12.6 The Squid Server and mod_perl

To give you an idea of what Squid is, we will reproduce the following bullets from Squid's home page (http://www.squid-cache.org/):

Squid is...

A full-featured web proxy cache
Designed to run on Unix systems
Free, open source software
The result of many contributions by unpaid volunteers
Funded by the National Science Foundation

Squid supports...

Proxying and caching of HTTP, FTP, and other URLs
Proxying for SSL
Cache hierarchies
ICP, HTCP, CARP, and Cache Digests
Transparent caching
WCCP (Squid v2.3)
Extensive access controls
httpd server acceleration
SNMP
Caching of DNS lookups

12.6.1 Pros and Cons

The advantages of using Squid are:

Caching of static objects. These are served much faster, assuming that your cache size is big enough to keep the most frequently requested objects in the cache.
Buffering of dynamic content. This takes the burden of returning the content generated by mod_perl servers to slow clients, thus freeing mod_perl servers from waiting for the slow clients to download the data. Freed servers immediately switch to serve other requests; thus, your number of required servers goes down dramatically.
Nonlinear URL space/server setup. You can use Squid to play some tricks with the URL space and/or domain-based virtual server support.

The disadvantages are:

Buffering limit. By default, Squid buffers in only 16 KB chunks, so it will not allow mod_perl to complete immediately if the output is larger. (READ_AHEAD_GAP, which is 16 KB by default, can be enlarged in defines.h if your OS allows that.)
Speed. Squid is not very fast when compared with the plain file-based web servers available today. Only if you are using a lot of dynamic features, such as with mod_perl, is there a reason to use Squid, and then only if the application and the server are designed with caching in mind.
Memory usage. Squid uses quite a bit of memory. It can grow three times bigger than the limit provided in the configuration file.
HTTP protocol level. Squid is pretty much an HTTP/1.0 server, which seriously limits the deployment of HTTP/1.1 features, such as KeepAlives.
HTTP headers, dates, and freshness. The Squid server might give out stale pages, confusing downstream/client caches. This might happen when you update some documents on the site—Squid will continue serve the old ones until you explicitly tell it which documents are to be reloaded from disk.
Stability. Compared to plain web servers, Squid is not the most stable.

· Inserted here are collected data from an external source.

use std::collections::VecDeque;
use std::sync::Mutex;
use std::sync::atomic::{AtomicUsize, Ordering};

use lexchat_transport::backend::{BoxFuture, ChatBackend};
use lexchat_transport::{
    HistoryMessage, HistoryQuery, ReplyRequest, ReplyResponse, ReplyStream, SessionSummary,
    SessionsQuery, StreamChunk, TransportError, TransportResult, UploadBatch, UploadedFile,
};

/// Scripted backend double for session and directory tests.
#[derive(Default)]
pub(crate) struct MockBackend {
    stream_scripts: Mutex<VecDeque<Result<Vec<StreamChunk>, TransportError>>>,
    upload_scripts: Mutex<VecDeque<Result<Vec<UploadedFile>, TransportError>>>,
    reply_scripts: Mutex<VecDeque<Result<ReplyResponse, TransportError>>>,
    history: Mutex<Vec<HistoryMessage>>,
    sessions: Mutex<Vec<SessionSummary>>,
    pub history_calls: AtomicUsize,
    pub sessions_calls: AtomicUsize,
    pub deleted: Mutex<Vec<String>>,
    pub sent_requests: Mutex<Vec<ReplyRequest>>,
    pub upload_batches: Mutex<Vec<(usize, String, String)>>,
}

impl MockBackend {
    pub fn push_stream(&self, chunks: Vec<StreamChunk>) {
        self.stream_scripts.lock().unwrap().push_back(Ok(chunks));
    }

    pub fn push_stream_error(&self, error: TransportError) {
        self.stream_scripts.lock().unwrap().push_back(Err(error));
    }

    pub fn push_upload(&self, result: Result<Vec<UploadedFile>, TransportError>) {
        self.upload_scripts.lock().unwrap().push_back(result);
    }

    pub fn push_reply(&self, result: Result<ReplyResponse, TransportError>) {
        self.reply_scripts.lock().unwrap().push_back(result);
    }

    pub fn set_history(&self, messages: Vec<HistoryMessage>) {
        *self.history.lock().unwrap() = messages;
    }

    pub fn set_sessions(&self, sessions: Vec<SessionSummary>) {
        *self.sessions.lock().unwrap() = sessions;
    }

    fn unscripted() -> TransportError {
        TransportError::UnexpectedStatus {
            stage: "unscripted_call",
            status: 599,
        }
    }
}

impl ChatBackend for MockBackend {
    fn request_reply<'a>(
        &'a self,
        request: ReplyRequest,
    ) -> BoxFuture<'a, TransportResult<ReplyResponse>> {
        Box::pin(async move {
            self.sent_requests.lock().unwrap().push(request);
            self.reply_scripts
                .lock()
                .unwrap()
                .pop_front()
                .unwrap_or_else(|| Err(Self::unscripted()))
        })
    }

    fn open_reply_stream<'a>(
        &'a self,
        request: ReplyRequest,
    ) -> BoxFuture<'a, TransportResult<ReplyStream>> {
        Box::pin(async move {
            self.sent_requests.lock().unwrap().push(request);
            match self.stream_scripts.lock().unwrap().pop_front() {
                Some(Ok(chunks)) => Ok(ReplyStream::from_chunks(chunks)),
                Some(Err(error)) => Err(error),
                None => Err(Self::unscripted()),
            }
        })
    }

    fn upload_attachments<'a>(
        &'a self,
        batch: UploadBatch,
    ) -> BoxFuture<'a, TransportResult<Vec<UploadedFile>>> {
        Box::pin(async move {
            self.upload_batches.lock().unwrap().push((
                batch.files.len(),
                batch.session_id,
                batch.user_id,
            ));
            self.upload_scripts
                .lock()
                .unwrap()
                .pop_front()
                .unwrap_or_else(|| Err(Self::unscripted()))
        })
    }

    fn chat_history<'a>(
        &'a self,
        _query: HistoryQuery,
    ) -> BoxFuture<'a, TransportResult<Vec<HistoryMessage>>> {
        Box::pin(async move {
            self.history_calls.fetch_add(1, Ordering::SeqCst);
            Ok(self.history.lock().unwrap().clone())
        })
    }

    fn user_sessions<'a>(
        &'a self,
        _query: SessionsQuery,
    ) -> BoxFuture<'a, TransportResult<Vec<SessionSummary>>> {
        Box::pin(async move {
            self.sessions_calls.fetch_add(1, Ordering::SeqCst);
            Ok(self.sessions.lock().unwrap().clone())
        })
    }

    fn delete_session<'a>(
        &'a self,
        session_id: &'a str,
        _user_id: &'a str,
    ) -> BoxFuture<'a, TransportResult<()>> {
        Box::pin(async move {
            self.deleted.lock().unwrap().push(session_id.to_string());
            Ok(())
        })
    }
}
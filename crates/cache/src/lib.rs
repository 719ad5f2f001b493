pub mod store;

pub use store::LocalCache;
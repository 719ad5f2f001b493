mod clipboard;
mod config;

use std::collections::HashMap;
use std::io::Write;
use std::path::Path;
use std::sync::{Arc, Mutex};

use colored::Colorize;
use lexchat_cache::LocalCache;
use lexchat_session::{
    ChatSession, ClientIdentity, IdentityStore, Message, Role, SendOutcome, SendRejection,
    SessionDirectory, SessionEvent,
};
use lexchat_transport::{ChatBackend, HttpBackend, LocalAttachment};
use tokio::io::{AsyncBufReadExt, BufReader};

use crate::clipboard::Osc52Clipboard;
use crate::config::CliConfig;

#[tokio::main]
async fn main() {
    tracing_subscriber::fmt::init();

    if let Err(error) = run().await {
        eprintln!("{} {error}", "error:".red().bold());
        std::process::exit(1);
    }
}

async fn run() -> Result<(), Box<dyn std::error::Error>> {
    let config = CliConfig::load();
    let backend: Arc<dyn ChatBackend> = Arc::new(HttpBackend::new(config.transport())?);
    let cache = LocalCache::new(config.cache_dir());
    let directory = SessionDirectory::new(backend.clone(), cache, config.directory());
    let identity = IdentityStore::new(config.identity_path()).load_or_create()?;
    banner(&identity);

    let mut session = ChatSession::new(backend, directory, identity);
    session.set_clipboard(Box::new(Osc52Clipboard));

    // Tracks how much of each running total is already on screen so only
    // the fresh tail gets printed.
    let printed: Arc<Mutex<HashMap<String, usize>>> = Arc::new(Mutex::new(HashMap::new()));
    let sink = printed.clone();
    session.set_observer(Box::new(move |event| render_event(event, &sink)));

    let mut pending_files: Vec<LocalAttachment> = Vec::new();
    let mut lines = BufReader::new(tokio::io::stdin()).lines();

    prompt();
    while let Some(line) = lines.next_line().await? {
        let line = line.trim();
        if line.is_empty() {
            prompt();
            continue;
        }

        if let Some(rest) = line.strip_prefix('/') {
            let mut parts = rest.splitn(2, ' ');
            let command = parts.next().unwrap_or("");
            let argument = parts.next().unwrap_or("").trim();
            match command {
                "quit" | "q" => break,
                "attach" => attach(&mut pending_files, argument).await,
                "ask" => match session.ask(argument).await {
                    Ok(outcome) => report_rejection(outcome),
                    Err(error) => eprintln!("{} {error}", "error:".red()),
                },
                "history" => {
                    let loaded = session.load_history().await;
                    match loaded {
                        Ok(_) => render_transcript(session.messages()),
                        Err(error) => eprintln!("{} {error}", "error:".red()),
                    }
                }
                "sessions" => {
                    let user_id = session.identity().user_id.clone();
                    match session.directory().user_sessions(&user_id).await {
                        Ok(sessions) => {
                            for summary in sessions {
                                println!(
                                    "{}  {}  {}",
                                    summary.session_id.cyan(),
                                    summary.timestamp.dimmed(),
                                    summary.last_message
                                );
                            }
                        }
                        Err(error) => eprintln!("{} {error}", "error:".red()),
                    }
                }
                "resume" => {
                    let resumed = session.resume(argument).await;
                    match resumed {
                        Ok(count) => {
                            println!("{} {count} message(s)", "resumed".green());
                            render_transcript(session.messages());
                        }
                        Err(error) => eprintln!("{} {error}", "error:".red()),
                    }
                }
                "new" => match session.new_conversation() {
                    Ok(()) => println!("{} {}", "new session".green(), session.identity().session_id),
                    Err(error) => eprintln!("{} {error}", "error:".red()),
                },
                "delete" => match session.delete_conversation(argument).await {
                    Ok(()) => println!("{} {argument}", "deleted".green()),
                    Err(error) => eprintln!("{} {error}", "error:".red()),
                },
                "copy" => match session.last_assistant_content() {
                    Some(text) => {
                        let text = text.to_string();
                        session.copy_to_clipboard(&text);
                        println!("{}", "copied last reply".green());
                    }
                    None => println!("{}", "nothing to copy yet".yellow()),
                },
                _ => help(),
            }
        } else {
            let files = std::mem::take(&mut pending_files);
            match session.send(line, files).await {
                Ok(outcome) => report_rejection(outcome),
                Err(error) => eprintln!("{} {error}", "error:".red()),
            }
        }
        prompt();
    }

    Ok(())
}

fn banner(identity: &ClientIdentity) {
    println!(
        "{}  {}  {}",
        "lexchat".bold(),
        identity.user_id.dimmed(),
        identity.session_id.dimmed()
    );
    println!("{}", "type a message, or /help for commands".dimmed());
}

fn help() {
    println!("commands:");
    println!("  /attach <path>   queue a file for the next message");
    println!("  /ask <text>      one-shot question without streaming");
    println!("  /history         reload and print this session's transcript");
    println!("  /sessions        list your recent sessions");
    println!("  /resume <id>     switch to an existing session");
    println!("  /new             start a fresh session");
    println!("  /delete <id>     delete a stored session");
    println!("  /copy            copy the last reply to the clipboard");
    println!("  /quit            exit");
}

fn prompt() {
    print!("{} ", ">".dimmed());
    let _ = std::io::stdout().flush();
}

async fn attach(pending: &mut Vec<LocalAttachment>, path: &str) {
    if path.is_empty() {
        println!("{}", "usage: /attach <path>".yellow());
        return;
    }
    match tokio::fs::read(path).await {
        Ok(bytes) => {
            let path = Path::new(path);
            let name = path
                .file_name()
                .and_then(|name| name.to_str())
                .unwrap_or("attachment")
                .to_string();
            println!("{} {name} ({} bytes)", "queued".green(), bytes.len());
            pending.push(LocalAttachment {
                mime_type: mime_for(path).to_string(),
                name,
                bytes,
            });
        }
        Err(error) => eprintln!("{} could not read {path}: {error}", "error:".red()),
    }
}

fn mime_for(path: &Path) -> &'static str {
    let extension = path
        .extension()
        .and_then(|extension| extension.to_str())
        .unwrap_or("")
        .to_ascii_lowercase();
    match extension.as_str() {
        "pdf" => "application/pdf",
        "txt" | "md" => "text/plain",
        "json" => "application/json",
        "png" => "image/png",
        "jpg" | "jpeg" => "image/jpeg",
        "doc" | "docx" => "application/msword",
        _ => "application/octet-stream",
    }
}

fn report_rejection(outcome: SendOutcome) {
    if let SendOutcome::Rejected(reason) = outcome {
        let text = match reason {
            SendRejection::EmptyInput => "nothing to send",
            SendRejection::SendInProgress => "a reply is still in flight",
            SendRejection::MissingIdentity => "no client identity available",
        };
        println!("{} {text}", "note:".yellow());
    }
}

fn render_transcript(messages: &[Message]) {
    for message in messages {
        let label = match message.role {
            Role::User => "you:".cyan().bold(),
            Role::Assistant => "assistant:".green().bold(),
        };
        println!("{label} {}", message.content);
        for file in &message.files {
            println!("  {} {} ({} bytes)", "attachment".dimmed(), file.name, file.size);
        }
    }
}

fn render_event(event: &SessionEvent, printed: &Arc<Mutex<HashMap<String, usize>>>) {
    match event {
        SessionEvent::MessageAppended(id) => {
            if id.as_str().starts_with("msg_") {
                print!("{} ", "assistant:".green().bold());
                let _ = std::io::stdout().flush();
            }
        }
        SessionEvent::AssistantContentUpdated { id, content } => {
            if let Ok(mut printed) = printed.lock() {
                let seen = printed.entry(id.to_string()).or_insert(0);
                if content.len() > *seen {
                    print!("{}", &content[*seen..]);
                    let _ = std::io::stdout().flush();
                    *seen = content.len();
                }
            }
        }
        SessionEvent::StreamCompleted(id) => {
            println!();
            if let Ok(mut printed) = printed.lock() {
                printed.remove(id.as_str());
            }
        }
        SessionEvent::StreamFailed { id, notice } => {
            println!();
            println!("{} {notice}", "reply failed:".red().bold());
            if let Ok(mut printed) = printed.lock() {
                printed.remove(id.as_str());
            }
        }
        SessionEvent::Notice(text) => println!("{} {text}", "note:".yellow()),
    }
}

The pros and cons presented above indicate that you might want to use Squid for its dynamic content-buffering features, but only if your server serves mostly dynamic requests. So in this situation, when performance is the goal, it is better to have a plain Apache server serving static objects and Squid proxying only the mod_perl-enabled server. This means that you will have a triple server setup, with frontend Squid proxying the backend light Apache server and the backend heavy mod_perl server.

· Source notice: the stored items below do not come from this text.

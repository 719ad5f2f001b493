use snafu::Snafu;

#[derive(Debug, Snafu)]
#[snafu(visibility(pub(crate)))]
pub enum TransportError {
    #[snafu(display("failed to build HTTP client: {source}"))]
    BuildClient {
        stage: &'static str,
        source: reqwest::Error,
    },
    #[snafu(display("request failed on `{stage}`: {source}"))]
    Network {
        stage: &'static str,
        source: reqwest::Error,
    },
    #[snafu(display("backend returned status {status} on `{stage}`"))]
    UnexpectedStatus { stage: &'static str, status: u16 },
    #[snafu(display("failed to decode response body on `{stage}`: {source}"))]
    DecodeBody {
        stage: &'static str,
        source: reqwest::Error,
    },
    #[snafu(display("reply stream has content type '{content_type}', expected text/event-stream"))]
    NotEventStream { content_type: String },
    #[snafu(display("upload batch is empty"))]
    EmptyUploadBatch { stage: &'static str },
    #[snafu(display("upload of {count} file(s) was rejected with status {status}"))]
    UploadRejected { count: usize, status: u16 },
    #[snafu(display("upload failed on `{stage}`: {source}"))]
    UploadTransport {
        stage: &'static str,
        source: reqwest::Error,
    },
    #[snafu(display("upload response listed {returned} file(s) for {submitted} submitted"))]
    UploadCountMismatch { submitted: usize, returned: usize },
}

pub type TransportResult<T> = Result<T, TransportError>;
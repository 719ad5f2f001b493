use snafu::Snafu;

use crate::message::MessageId;

/// What the session tells its consumer after each atomic mutation.
///
/// Events fire synchronously, in mutation order, so a renderer can mirror
/// the message list without polling.
#[derive(Debug, Clone, PartialEq, Eq)]
pub enum SessionEvent {
    MessageAppended(MessageId),
    /// `content` is always the full running total, never a delta.
    AssistantContentUpdated { id: MessageId, content: String },
    StreamCompleted(MessageId),
    StreamFailed { id: MessageId, notice: String },
    /// Lightweight non-fatal information (clipboard failures and the like).
    Notice(String),
}

pub type SessionObserver = Box<dyn Fn(&SessionEvent) + Send>;

#[derive(Debug, Snafu)]
#[snafu(display("clipboard write failed: {message}"))]
pub struct ClipboardError {
    pub message: String,
}

/// Seam for the host clipboard. Failures are never fatal to the session.
pub trait Clipboard: Send {
    fn copy(&self, text: &str) -> Result<(), ClipboardError>;
}

/// Default collaborator for hosts without a clipboard.
pub struct NoClipboard;

impl Clipboard for NoClipboard {
    fn copy(&self, _text: &str) -> Result<(), ClipboardError> {
        Err(ClipboardError {
            message: "no clipboard available".to_string(),
        })
    }
}
//! HTTP server configuration.

use serde::{Deserialize, Serialize};

/// HTTP server configuration
#[derive(Debug, Clone, Serialize, Deserialize)]
pub struct ServerConfig {
    /// Host to bind to
    #[serde(default = "default_host")]
    pub host: String,

    /// Port to bind to
    #[serde(default = "default_port")]
    pub port: u16,

    /// Allowed CORS origins (empty = allow any in development, none in production)
    #[serde(default)]
    pub allowed_origins: Vec<String>,

    /// Graceful shutdown timeout in seconds
    #[serde(default = "default_shutdown_timeout_secs")]
    pub shutdown_timeout_secs: u64,

    /// Name of the session cookie
    #[serde(default = "default_session_cookie_name")]
    pub session_cookie_name: String,

    /// Maximum body size for JSON and form requests in bytes
    #[serde(default = "default_max_body_bytes")]
    pub max_body_size_bytes: usize,
}

fn default_host() -> String {
    "127.0.0.1".to_string()
}

const fn default_port() -> u16 {
    3000
}

const fn default_shutdown_timeout_secs() -> u64 {
    30
}

fn default_session_cookie_name() -> String {
    "route_optimizer_session".to_string()
}

const fn default_max_body_bytes() -> usize {
    64 * 1024
}

impl Default for ServerConfig {
    fn default() -> Self {
        Self {
            host: default_host(),
            port: default_port(),
            allowed_origins: Vec::new(),
            shutdown_timeout_secs: default_shutdown_timeout_secs(),
            session_cookie_name: default_session_cookie_name(),
            max_body_size_bytes: default_max_body_bytes(),
        }
    }
}

impl ServerConfig {
    /// Socket address string to bind
    #[must_use]
    pub fn bind_address(&self) -> String {
        format!("{}:{}", self.host, self.port)
    }

    pub(crate) fn validate(&self) -> Result<(), String> {
        if self.port == 0 {
            return Err("server.port must not be zero".to_string());
        }
        if self.session_cookie_name.trim().is_empty() {
            return Err("server.session_cookie_name must not be empty".to_string());
        }
        if self.max_body_size_bytes == 0 {
            return Err("server.max_body_size_bytes must be greater than zero".to_string());
        }
        Ok(())
    }
}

12.6.2 Light Apache, mod_perl, and Squid Setup Implementation Details

You will find the installation details for the Squid server on the Squid web site (http://www.squid-cache.org/). In our case it was preinstalled with Mandrake Linux. Once you have Squid installed, you just need to modify the default squid.conf file (which on our system was located at /etc/squid/squid.conf), as we will explain now, and you'll be ready to run it.

Before working on Squid's configuration, let's take a look at what we are already running and what we want from Squid.

Previously we had the httpd_docs and httpd_perl servers listening on ports 80 and 8000, respectively. Now we want Squid to listen on port 80 to forward requests for static objects (plain HTML pages, images, and so on) to the port to which the httpd_docs server listens, and dynamic requests to httpd_perl's port. We also want Squid to collect the generated responses and deliver them to the client. As mentioned before, this is known as httpd accelerator mode in proxy dialect.

We have to reconfigure the httpd_docs server to listen to port 81 instead, since port 80 will be taken by Squid. Remember that in our scenario both copies of Apache will reside on the same machine as Squid. The server configuration is illustrated in Figure 12-4.

Figure 12-4. A Squid proxy server, standalone Apache, and mod_perl-enabled Apache

A proxy server makes all the magic behind it transparent to users. Both Apache servers return the data to Squid (unless it was already cached by Squid). The client never sees the actual ports and never knows that there might be more than one server running. Do not confuse this scenario with mod_rewrite, where a server redirects the request somewhere according to the rewrite rules and forgets all about it (i.e., works as a one-way dispatcher, responsible for dispatching the jobs but not for collecting the results).

Squid can be used as a straightforward proxy server. ISPs and big companies generally use it to cut down the incoming traffic by caching the most popular requests. However, we want to run it in httpd accelerator mode. Two configuration directives, httpd_accel_host and httpd_accel_port, enable this mode. We will see more details shortly.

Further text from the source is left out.